## Task brief
Find the word "serde" in the listing below. Copy every line that has it.

## Data provided
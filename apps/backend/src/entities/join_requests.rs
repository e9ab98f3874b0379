use sea_orm::entity::prelude::*;
use serde::{Deserialize, Serialize};
use time::OffsetDateTime;

#[derive(
    Debug, Clone, Copy, PartialEq, Eq, Hash, EnumIter, DeriveActiveEnum, Serialize, Deserialize,
)]
#[sea_orm(rs_type = "String", db_type = "Text")]
#[serde(rename_all = "SCREAMING_SNAKE_CASE")]
pub enum JoinRequestStatus {
    #[sea_orm(string_value = "PENDING")]
    Pending,
    #[sea_orm(string_value = "ACCEPTED")]
    Accepted,
    #[sea_orm(string_value = "REJECTED")]
    Rejected,
}

/// One row per (squad, operator); a re-request reuses the row.
#[derive(Clone, Debug, PartialEq, Eq, DeriveEntityModel, Serialize, Deserialize)]
#[sea_orm(table_name = "join_requests")]
pub struct Model {
    #[sea_orm(primary_key)]
    pub id: i64,
    #[sea_orm(column_name = "squad_id")]
    pub squad_id: i64,
    #[sea_orm(column_name = "operator_id")]
    pub operator_id: i64,
    pub status: JoinRequestStatus,
    #[sea_orm(column_name = "created_at")]
    pub created_at: OffsetDateTime,
    #[sea_orm(column_name = "updated_at")]
    pub updated_at: OffsetDateTime,
}

#[derive(Copy, Clone, Debug, EnumIter, DeriveRelation)]
pub enum Relation {
    #[sea_orm(
        belongs_to = "super::squads::Entity",
        from = "Column::SquadId",
        to = "super::squads::Column::Id"
    )]
    Squad,
    #[sea_orm(
        belongs_to = "super::operators::Entity",
        from = "Column::OperatorId",
        to = "super::operators::Column::Id"
    )]
    Operator,
}

impl Related<super::squads::Entity> for Entity {
    fn to() -> RelationDef {
        Relation::Squad.def()
    }
}

impl Related<super::operators::Entity> for Entity {
    fn to() -> RelationDef {
        Relation::Operator.def()
    }
}

impl ActiveModelBehavior for ActiveModel {}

## Reply
use serde::{Deserialize, Serialize};
#[serde(rename_all = "SCREAMING_SNAKE_CASE")]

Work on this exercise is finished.